We are watching a game of bluff between Roger Ailes and the Brothers Murdoch over the future of FOX News Channel.
Until now -- during the ancien regime when Murdoch Pere held the reins, not his boys -- Ailes has been able to assert an exemption of impunity based on a claim that he is the indispensable man at FNC: without Ailes at the helm, the channel's golden formula would be lost and the ongoing torrent of revenue from 21st Century Fox's cash cow would dry up.
Enforcing this status of impunity has meant that in the past Ailes has persuaded his Fox bosses to write checks attached to non-disclosure-agreements to make pesky problems, such as Gretchen Carlson's lawsuit, go away. Ailes' clout has not only protected his own position but has also provided protection -- and thereby purchased the enduring loyalty -- of the key on-air stars of his operation.
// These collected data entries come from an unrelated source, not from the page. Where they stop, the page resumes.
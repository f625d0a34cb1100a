use anyhow::{Context, Result};
use handoff_environment::OutputSink;
use handoff_ledger::LedgerClient;
use handoff_secrets::{PrivateKey, decrypt_secret};
use handoff_types::{Environment, EnvironmentConfig};

use crate::engine::Reporter;

/// Output name for a configuration variable.
pub fn variable_output(name: &str) -> String {
    format!("var_{name}")
}

/// Output name for a decrypted secret.
pub fn secret_output(name: &str) -> String {
    format!("secret_{name}")
}

/// Fetch the environment's configuration and expose it as step outputs.
///
/// Secrets are decrypted with `secret_key` and masked before they are set.
/// Without a key they are skipped with a warning; a secret that fails to
/// decrypt fails the run and is never exposed.
pub fn deliver_environment_config(
    ledger: &LedgerClient,
    environment: Environment,
    secret_key: Option<&str>,
    outputs: &mut dyn OutputSink,
    reporter: &mut dyn Reporter,
) -> Result<()> {
    let config = ledger
        .fetch_environment_config(environment)
        .with_context(|| format!("failed to fetch {environment} configuration"))?;
    apply_environment_config(&config, secret_key, outputs, reporter)
}

/// Set outputs for an already fetched configuration.
pub fn apply_environment_config(
    config: &EnvironmentConfig,
    secret_key: Option<&str>,
    outputs: &mut dyn OutputSink,
    reporter: &mut dyn Reporter,
) -> Result<()> {
    for (name, value) in &config.variables {
        outputs.set_output(&variable_output(name), value)?;
    }
    if !config.variables.is_empty() {
        reporter.info(&format!(
            "exported {} configuration variable(s)",
            config.variables.len()
        ));
    }

    if config.secrets.is_empty() {
        return Ok(());
    }
    let Some(secret_key) = secret_key else {
        reporter.warn(&format!(
            "secret-key not provided; skipping {} secret(s)",
            config.secrets.len()
        ));
        return Ok(());
    };

    outputs.mask(secret_key)?;
    let key = PrivateKey::from_pem(secret_key).context("invalid secret-key")?;
    for (name, secret) in &config.secrets {
        let plaintext = decrypt_secret(secret, &key)
            .with_context(|| format!("failed to decrypt secret {name}"))?;
        outputs.mask(&plaintext)?;
        outputs.set_output(&secret_output(name), &plaintext)?;
    }
    reporter.info(&format!("exported {} secret(s)", config.secrets.len()));
    Ok(())
}
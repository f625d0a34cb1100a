//! Shared helpers for unit and scenario tests.

use std::io::Read;
use std::sync::{Arc, Mutex};
use std::thread;

use tiny_http::{Header, Response, Server, StatusCode};

use crate::engine::Reporter;

#[derive(Default)]
pub(crate) struct CollectingReporter {
    pub debugs: Vec<String>,
    pub infos: Vec<String>,
    pub warns: Vec<String>,
    pub errors: Vec<String>,
}

impl Reporter for CollectingReporter {
    fn debug(&mut self, msg: &str) {
        self.debugs.push(msg.to_string());
    }

    fn info(&mut self, msg: &str) {
        self.infos.push(msg.to_string());
    }

    fn warn(&mut self, msg: &str) {
        self.warns.push(msg.to_string());
    }

    fn error(&mut self, msg: &str) {
        self.errors.push(msg.to_string());
    }
}

/// One request as the mock server saw it.
#[derive(Debug, Clone)]
pub(crate) struct Recorded {
    pub method: String,
    pub url: String,
    pub base_url: String,
    pub body: String,
}

impl Recorded {
    pub fn json(&self) -> serde_json::Value {
        serde_json::from_str(&self.body).expect("request body is json")
    }
}

pub(crate) struct Reply {
    status: u16,
    body: String,
}

impl Reply {
    pub fn json(status: u16, body: &str) -> Self {
        Self {
            status,
            body: body.to_string(),
        }
    }
}

/// HTTP server answering every request through `handler` until dropped.
pub(crate) struct MockServer {
    server: Arc<Server>,
    base_url: String,
    requests: Arc<Mutex<Vec<Recorded>>>,
    handle: Option<thread::JoinHandle<()>>,
}

impl MockServer {
    pub fn start<F>(handler: F) -> Self
    where
        F: Fn(&Recorded) -> Reply + Send + 'static,
    {
        let server = Arc::new(Server::http("127.0.0.1:0").expect("server"));
        let base_url = format!("http://{}", server.server_addr());
        let requests = Arc::new(Mutex::new(Vec::new()));

        let handle = {
            let server = Arc::clone(&server);
            let requests = Arc::clone(&requests);
            let base_url = base_url.clone();
            thread::spawn(move || {
                for mut req in server.incoming_requests() {
                    let mut body = String::new();
                    req.as_reader().read_to_string(&mut body).expect("body");
                    let recorded = Recorded {
                        method: req.method().to_string(),
                        url: req.url().to_string(),
                        base_url: base_url.clone(),
                        body,
                    };
                    let reply = handler(&recorded);
                    requests.lock().expect("lock").push(recorded);
                    let resp = Response::from_string(reply.body)
                        .with_status_code(StatusCode(reply.status))
                        .with_header(
                            Header::from_bytes("Content-Type", "application/json")
                                .expect("header"),
                        );
                    let _ = req.respond(resp);
                }
            })
        };

        Self {
            server,
            base_url,
            requests,
            handle: Some(handle),
        }
    }

    pub fn base_url(&self) -> String {
        self.base_url.clone()
    }

    pub fn requests(&self) -> Vec<Recorded> {
        self.requests.lock().expect("lock").clone()
    }

    /// Requests whose path (without query) equals `path`.
    pub fn requests_to(&self, path: &str) -> Vec<Recorded> {
        self.requests()
            .into_iter()
            .filter(|r| r.url.split('?').next() == Some(path))
            .collect()
    }
}

impl Drop for MockServer {
    fn drop(&mut self) {
        self.server.unblock();
        if let Some(handle) = self.handle.take() {
            let _ = handle.join();
        }
    }
}
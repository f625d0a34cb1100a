use std::path::{Path, PathBuf};
use std::process::ExitCode;

use anyhow::{Context, Result};
use clap::{Args, Parser, Subcommand};

use handoff::config::{Inputs, find_config, load_config_from_file, parse_bool_input};
use handoff::engine::{self, CiContext, Reporter, Runtime};
use handoff::environment::{
    ActionsOutputs, ConsoleOutputs, GithubContext, OutputSink, detect_environment,
};
use handoff::release::GithubTarget;
use handoff::state::build_run_state;
use handoff::storage::{StorageConfig, build_blob_store};

mod reporter;

use reporter::{Style, WorkflowReporter};

#[derive(Parser, Debug)]
#[command(name = "handoff", version)]
#[command(about = "Deployment versioning, cross-job release hand-off and secret delivery for CI")]
struct Cli {
    /// Print debug messages outside GitHub Actions.
    #[arg(long, global = true)]
    verbose: bool,

    #[command(subcommand)]
    cmd: Commands,
}

#[derive(Subcommand, Debug)]
enum Commands {
    /// Resolve the mode and run its main-step work.
    Main(InputArgs),
    /// Run the work the main step deferred to the end of the job.
    Post(InputArgs),
}

/// Step inputs. Each also reads the runner's `INPUT_<NAME>` variable.
#[derive(Args, Debug, Default)]
struct InputArgs {
    /// Ledger API token. Without it only artifact upload is possible.
    #[arg(long, env = "INPUT_TOKEN", hide_env_values = true)]
    token: Option<String>,

    /// PEM private key used to decrypt environment secrets.
    #[arg(long, env = "INPUT_SECRET-KEY", hide_env_values = true)]
    secret_key: Option<String>,

    /// production, staging or development.
    #[arg(long, env = "INPUT_ENVIRONMENT")]
    environment: Option<String>,

    /// Record exactly this version.
    #[arg(long, env = "INPUT_VERSION")]
    version: Option<String>,

    /// major, minor or patch (default patch).
    #[arg(long, env = "INPUT_BUMP")]
    bump: Option<String>,

    /// Compute the next version and hand it to a later job.
    #[arg(long, env = "INPUT_DRY-RUN", num_args = 0..=1, default_missing_value = "true")]
    dry_run: Option<String>,

    /// Report the currently deployed version.
    #[arg(long, env = "INPUT_GET-VERSION", num_args = 0..=1, default_missing_value = "true")]
    get_version: Option<String>,

    #[arg(long, env = "INPUT_SKIP-GITHUB-RELEASE", num_args = 0..=1, default_missing_value = "true")]
    skip_github_release: Option<String>,

    /// Tag prefix: `<prefix>-v<version>`.
    #[arg(long, env = "INPUT_RELEASE-PREFIX")]
    release_prefix: Option<String>,

    /// Token for the GitHub releases API (default `GITHUB_TOKEN`).
    #[arg(long, env = "INPUT_GITHUB-TOKEN", hide_env_values = true)]
    github_token: Option<String>,

    /// Release notes. When empty, GitHub generates them.
    #[arg(long, env = "INPUT_BODY")]
    body: Option<String>,

    /// File holding the release notes, read when `body` is empty.
    #[arg(long, env = "INPUT_BODY-FILE")]
    body_file: Option<String>,

    #[arg(long, env = "INPUT_DRAFT", num_args = 0..=1, default_missing_value = "true")]
    draft: Option<String>,

    #[arg(long, env = "INPUT_PRERELEASE", num_args = 0..=1, default_missing_value = "true")]
    prerelease: Option<String>,

    /// Newline-separated glob patterns of files to release.
    #[arg(long, env = "INPUT_ARTIFACTS")]
    artifacts: Option<String>,

    #[arg(long, env = "INPUT_COMMIT-HASH")]
    commit_hash: Option<String>,

    #[arg(long, env = "INPUT_COMMIT-MESSAGE")]
    commit_message: Option<String>,

    #[arg(long, env = "INPUT_DEPLOYED-BY")]
    deployed_by: Option<String>,

    /// Ledger base URL.
    #[arg(long, env = "INPUT_API-URL")]
    api_url: Option<String>,
}

fn flag(name: &str, value: Option<String>) -> Result<Option<bool>> {
    match value {
        Some(v) => parse_bool_input(name, &v),
        None => Ok(None),
    }
}

impl InputArgs {
    fn into_inputs(self) -> Result<Inputs> {
        Ok(Inputs {
            dry_run: flag("dry-run", self.dry_run)?,
            get_version: flag("get-version", self.get_version)?,
            skip_github_release: flag("skip-github-release", self.skip_github_release)?,
            draft: flag("draft", self.draft)?,
            prerelease: flag("prerelease", self.prerelease)?,
            token: self.token,
            secret_key: self.secret_key,
            environment: self.environment,
            version: self.version,
            bump: self.bump,
            release_prefix: self.release_prefix,
            github_token: self.github_token,
            body: self.body,
            body_file: self.body_file.map(PathBuf::from),
            artifacts: self.artifacts,
            commit_hash: self.commit_hash,
            commit_message: self.commit_message,
            deployed_by: self.deployed_by,
            api_url: self.api_url,
        }
        .normalized())
    }
}

#[derive(Debug, Clone, Copy)]
enum Phase {
    Main,
    Post,
}

fn main() -> ExitCode {
    let cli = Cli::parse();
    let ci = detect_environment();
    let mut reporter = WorkflowReporter::for_style(Style::for_environment(ci), cli.verbose);
    reporter.debug(&format!("CI environment: {ci}"));

    let (phase, args) = match cli.cmd {
        Commands::Main(args) => (Phase::Main, args),
        Commands::Post(args) => (Phase::Post, args),
    };

    match run(phase, args, &mut reporter) {
        Ok(()) => ExitCode::SUCCESS,
        Err(err) => {
            reporter.error(&format!("{err:#}"));
            ExitCode::FAILURE
        }
    }
}

fn run(phase: Phase, args: InputArgs, reporter: &mut dyn Reporter) -> Result<()> {
    let workdir = std::env::current_dir().context("failed to determine working directory")?;
    let config = match find_config(&workdir) {
        Some(path) => {
            reporter.debug(&format!("using config {}", path.display()));
            load_config_from_file(&path)?
        }
        None => Default::default(),
    };
    let inputs = args.into_inputs()?.with_config(&config);

    let context = GithubContext::from_env();
    let storage = StorageConfig {
        dir: config.storage_dir().map(Path::to_path_buf),
    };
    let blobs = build_blob_store(&storage);
    let mut state = build_run_state();
    let mut outputs: Box<dyn OutputSink> = match &context.output_file {
        Some(path) => Box::new(ActionsOutputs::new(path.clone())),
        None => Box::new(ConsoleOutputs::stdout()),
    };
    reporter.debug(&format!(
        "bundles: {}, run state: {}",
        blobs.location(),
        state.location()
    ));

    let mut rt = Runtime {
        blobs: blobs.as_ref(),
        state: state.as_mut(),
        outputs: outputs.as_mut(),
        github: GithubTarget {
            api_url: context.api_url,
            repository: context.repository,
            token: context.token,
        },
        ci: CiContext {
            sha: context.sha,
            actor: context.actor,
        },
        workdir,
        download_dir: engine::resolve_download_dir(),
    };

    match phase {
        Phase::Main => {
            let outcome = engine::run_main(&inputs, &mut rt, reporter)?;
            match (&outcome.version, &outcome.deferred) {
                (Some(version), Some(plan)) => reporter.info(&format!(
                    "{} resolved {version}; post step will {}",
                    outcome.mode,
                    plan.describe()
                )),
                (Some(version), None) => {
                    reporter.info(&format!("{} finished at {version}", outcome.mode))
                }
                (None, Some(plan)) => reporter.info(&format!(
                    "{}: post step will {}",
                    outcome.mode,
                    plan.describe()
                )),
                (None, None) => reporter.info(&format!("{} finished", outcome.mode)),
            }
        }
        Phase::Post => {
            let outcome = engine::run_post(&inputs, &mut rt, reporter)?;
            if let Some(release) = &outcome.release {
                reporter.info(&format!("release {}: {}", release.tag_name, release.html_url));
            }
        }
    }
    Ok(())
}
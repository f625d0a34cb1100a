//! Log rendering for the two places the binary runs.
//!
//! Under GitHub Actions messages become workflow commands on stdout so the
//! runner can annotate the job. Elsewhere they are plain `[level]` lines on
//! stderr, leaving stdout to the step outputs.

use std::io::{self, Write};

use handoff::engine::Reporter;
use handoff::environment::{CiEnvironment, workflow_command};

#[derive(Debug, Clone, Copy, PartialEq, Eq)]
pub enum Style {
    /// `::warning::` style workflow commands.
    Actions,
    /// `[warn] ...` lines.
    Plain,
}

impl Style {
    pub fn for_environment(ci: CiEnvironment) -> Self {
        match ci {
            CiEnvironment::GitHubActions => Style::Actions,
            _ => Style::Plain,
        }
    }
}

pub struct WorkflowReporter<W: Write> {
    style: Style,
    verbose: bool,
    out: W,
}

impl WorkflowReporter<Box<dyn Write>> {
    /// Reporter writing where `style` expects: stdout for workflow
    /// commands, stderr for plain lines.
    pub fn for_style(style: Style, verbose: bool) -> Self {
        let out: Box<dyn Write> = match style {
            Style::Actions => Box::new(io::stdout()),
            Style::Plain => Box::new(io::stderr()),
        };
        Self::new(style, verbose, out)
    }
}

impl<W: Write> WorkflowReporter<W> {
    pub fn new(style: Style, verbose: bool, out: W) -> Self {
        Self {
            style,
            verbose,
            out,
        }
    }

    pub fn into_inner(self) -> W {
        self.out
    }

    fn emit(&mut self, command: &str, label: &str, msg: &str) {
        let line = match self.style {
            Style::Actions if command.is_empty() => msg.to_string(),
            Style::Actions => workflow_command(command, &[], msg),
            Style::Plain => format!("[{label}] {msg}"),
        };
        // Nowhere left to report a failed log write.
        let _ = writeln!(self.out, "{line}");
    }
}

impl<W: Write> Reporter for WorkflowReporter<W> {
    fn debug(&mut self, msg: &str) {
        // The runner decides whether `::debug::` lines are shown.
        if self.style == Style::Actions || self.verbose {
            self.emit("debug", "debug", msg);
        }
    }

    fn info(&mut self, msg: &str) {
        self.emit("", "info", msg);
    }

    fn warn(&mut self, msg: &str) {
        self.emit("warning", "warn", msg);
    }

    fn error(&mut self, msg: &str) {
        self.emit("error", "error", msg);
    }
}
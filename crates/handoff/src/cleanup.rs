use anyhow::Result;
use handoff_state::{RunStateChannel, load_json, save_json};
use handoff_types::Session;
use serde::{Deserialize, Serialize};

/// Run-state key the plan is stored under.
pub const CLEANUP_KEY: &str = "handoff_cleanup";

/// Work the main phase defers to the post phase of the same job.
///
/// Credentials are not part of the plan; the post phase reads them from
/// its own inputs.
#[derive(Debug, Clone, PartialEq, Eq, Serialize, Deserialize)]
#[serde(tag = "kind", rename_all = "snake_case")]
pub enum CleanupPlan {
    /// Upload locally built files as a new artifact bundle.
    UploadArtifacts { patterns: Vec<String> },
    /// Publish the session for a later job, plus this job's artifacts.
    PublishSession {
        session: Session,
        patterns: Vec<String>,
    },
    /// Record `session` to the ledger and create its release.
    ///
    /// With `collect_remote`, bundles uploaded by other jobs are released
    /// alongside local files.
    RecordAndRelease {
        session: Session,
        patterns: Vec<String>,
        collect_remote: bool,
    },
}

impl CleanupPlan {
    pub fn describe(&self) -> &'static str {
        match self {
            CleanupPlan::UploadArtifacts { .. } => "upload artifacts",
            CleanupPlan::PublishSession { .. } => "publish session",
            CleanupPlan::RecordAndRelease { .. } => "record and release",
        }
    }
}

/// Store the plan for the post phase, replacing any earlier one.
pub fn store_plan(state: &mut dyn RunStateChannel, plan: &CleanupPlan) -> Result<()> {
    save_json(state, CLEANUP_KEY, plan)
}

/// Read the plan and clear it so it runs at most once.
pub fn take_plan(state: &mut dyn RunStateChannel) -> Result<Option<CleanupPlan>> {
    let plan = load_json(&*state, CLEANUP_KEY)?;
    if plan.is_some() {
        state.remove(CLEANUP_KEY)?;
    }
    Ok(plan)
}
//! Commit metadata for handoff.
//!
//! A recorded release carries the commit it was built from. When the job
//! does not pass `commit-hash` / `commit-message` explicitly they are read
//! from the CI context or the local checkout. Lookup failures are not
//! errors for the caller: the field is simply left empty.
//!
//! # Example
//!
//! ```
//! use handoff_git::resolve_commit;
//! use std::path::Path;
//!
//! let commit = resolve_commit(Path::new("."), None, None, Some("abc123"));
//! assert_eq!(commit.hash.as_deref(), Some("abc123"));
//! ```

use std::path::Path;
use std::process::Command;

use anyhow::{Context, Result};
use serde::{Deserialize, Serialize};

/// Commit attached to a deployment.
#[derive(Debug, Clone, Default, PartialEq, Eq, Serialize, Deserialize)]
pub struct CommitInfo {
    pub hash: Option<String>,
    /// Subject line of the commit message
    pub message: Option<String>,
}

fn run_git(path: &Path, args: &[&str]) -> Result<String> {
    let output = Command::new("git")
        .args(args)
        .current_dir(path)
        .output()
        .with_context(|| format!("failed to run git {}", args.join(" ")))?;

    if !output.status.success() {
        return Err(anyhow::anyhow!(
            "git {} failed: {}",
            args.join(" "),
            String::from_utf8_lossy(&output.stderr).trim()
        ));
    }

    Ok(String::from_utf8_lossy(&output.stdout).trim().to_string())
}

/// Get the current git commit hash
pub fn get_commit_hash(path: &Path) -> Result<String> {
    run_git(path, &["rev-parse", "HEAD"])
}

/// Get the subject line of the HEAD commit
pub fn get_commit_subject(path: &Path) -> Result<String> {
    run_git(path, &["log", "-1", "--format=%s"])
}

fn provided(value: Option<&str>) -> Option<String> {
    value
        .map(str::trim)
        .filter(|v| !v.is_empty())
        .map(str::to_string)
}

/// Fill in commit metadata.
///
/// The hash comes from `explicit_hash`, then `ci_sha` (e.g. `GITHUB_SHA`),
/// then `git rev-parse HEAD`. The message comes from `explicit_message`,
/// then the subject of HEAD.
pub fn resolve_commit(
    path: &Path,
    explicit_hash: Option<&str>,
    explicit_message: Option<&str>,
    ci_sha: Option<&str>,
) -> CommitInfo {
    let hash = provided(explicit_hash)
        .or_else(|| provided(ci_sha))
        .or_else(|| get_commit_hash(path).ok().filter(|h| !h.is_empty()));
    let message = provided(explicit_message)
        .or_else(|| get_commit_subject(path).ok().filter(|m| !m.is_empty()));
    CommitInfo { hash, message }
}

#[cfg(test)]
mod tests {
    use super::*;
    use std::process::Command;
    use tempfile::tempdir;

    fn init_git_repo(dir: &Path) {
        for args in [
            vec!["init"],
            vec!["config", "user.email", "test@example.com"],
            vec!["config", "user.name", "Test User"],
            vec!["config", "commit.gpgsign", "false"],
        ] {
            Command::new("git")
                .args(&args)
                .current_dir(dir)
                .output()
                .expect("git setup");
        }
    }

    fn make_commit(dir: &Path, msg: &str) {
        Command::new("git")
            .args(["commit", "--allow-empty", "-m", msg])
            .current_dir(dir)
            .output()
            .expect("git commit");
    }

    #[test]
    fn reads_hash_and_subject_of_head() {
        let td = tempdir().expect("tempdir");
        init_git_repo(td.path());
        make_commit(td.path(), "Ship the widget\n\nLonger body");

        let hash = get_commit_hash(td.path()).expect("hash");
        assert_eq!(hash.len(), 40);
        assert_eq!(get_commit_subject(td.path()).unwrap(), "Ship the widget");
    }

    #[test]
    fn explicit_values_win() {
        let td = tempdir().expect("tempdir");
        init_git_repo(td.path());
        make_commit(td.path(), "from git");

        let info = resolve_commit(td.path(), Some("feedface"), Some("manual"), Some("cafebabe"));
        assert_eq!(info.hash.as_deref(), Some("feedface"));
        assert_eq!(info.message.as_deref(), Some("manual"));
    }

    #[test]
    fn ci_sha_wins_over_checkout() {
        let td = tempdir().expect("tempdir");
        init_git_repo(td.path());
        make_commit(td.path(), "from git");

        let info = resolve_commit(td.path(), Some("  "), None, Some("cafebabe"));
        assert_eq!(info.hash.as_deref(), Some("cafebabe"));
        assert_eq!(info.message.as_deref(), Some("from git"));
    }

    #[test]
    fn falls_back_to_checkout() {
        let td = tempdir().expect("tempdir");
        init_git_repo(td.path());
        make_commit(td.path(), "only commit");

        let info = resolve_commit(td.path(), None, None, None);
        assert_eq!(info.hash, get_commit_hash(td.path()).ok());
        assert_eq!(info.message.as_deref(), Some("only commit"));
    }

    #[test]
    fn outside_a_repo_fields_stay_empty() {
        let td = tempdir().expect("tempdir");
        let info = resolve_commit(td.path(), None, None, None);
        assert_eq!(info, CommitInfo::default());
        assert!(get_commit_hash(td.path()).is_err());
    }
}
So, has Ailes been bluffing all this time? Can FNC, in truth, continue successfully without him at the helm? Can the Brothers Murdoch afford to resist his willful claims of impunity?
If yes, then he will have been an important man for FNC (a Roone Arledge style figure at ABC News; perhaps a Ted Turner at CNN) but not an indispensable one. If yes, FNC will turn out to have a corporate culture rather than a cult of personality, and Ailes will be seen to have been rightly laid low by his own hubris.
However, there are two strong arguments that Ailes is not bluffing and that the Brothers Murdoch would be unwise to jettison him.
First, unlike their right-wing-tabloid father, the next generation of Murdochs does not have that automatic grasp of the reactionary-populist-nativist-nationalist worldview that Rupert and Roger share. As such the brothers may fail to appreciate how fully-formed and coherent the Ailes vision is, and how skilled a television producer he is at articulating that vision. In other words, they may not realize how difficult Ailes is to replace.
Second, Ailes is not just a television producer par excellence, he is also a brilliant manager of personnel. The remarkable thing about the FNC line-up is how stable it has been throughout all the years of its success (only Glenn Beck has parted company after becoming a star). Ailes -- by a combination of inspiring loyalty and instilling fear -- has prevented other channels, or other media outlets, from poaching his talent. The glue that holds that line-up together is personal loyalty to Ailes rather than to the corporate brand.
The poetic justice of this moment cannot be overstated: the very week when Ailes' Nixonian vision for the conservative movement and the Republican Party is realized, is the week of his (probable) downfall. Donald Trump, a populist champion of the white working class, an unreconstructed pre-feminist beauty pageant entrepreneur and reality TV star, has his moment of triumph, the apotheosis of FNC's tabloid brand of conservatism, a repudiation of the corporate county-club austerity-minded elite alternative.
Further: given the unreconstructed stereotypes of the coverage and presentation of the genders on Ailes' FNC -- crusty curmudgeonly white men paired with miniskirted leggy blondes -- it is absolute poetic justice that the one woman Ailes allowed to cross those gender lines is the woman who delivers the coup de grace. Megyn Kelly may be blonde and leggy but she is also independent, articulate and self-assured. She turns out to be the exception to the wall of loyalty from FNC's on-air talent in the face of the Carlson lawsuit.
Ailes, the king at the crossroads of conservative politics and conservative media: usurped from his media throne at the moment of his political triumph; punished for his pre-feminist chauvinism by the only woman for whom he disavowed that chauvinism in order to elevate as a star.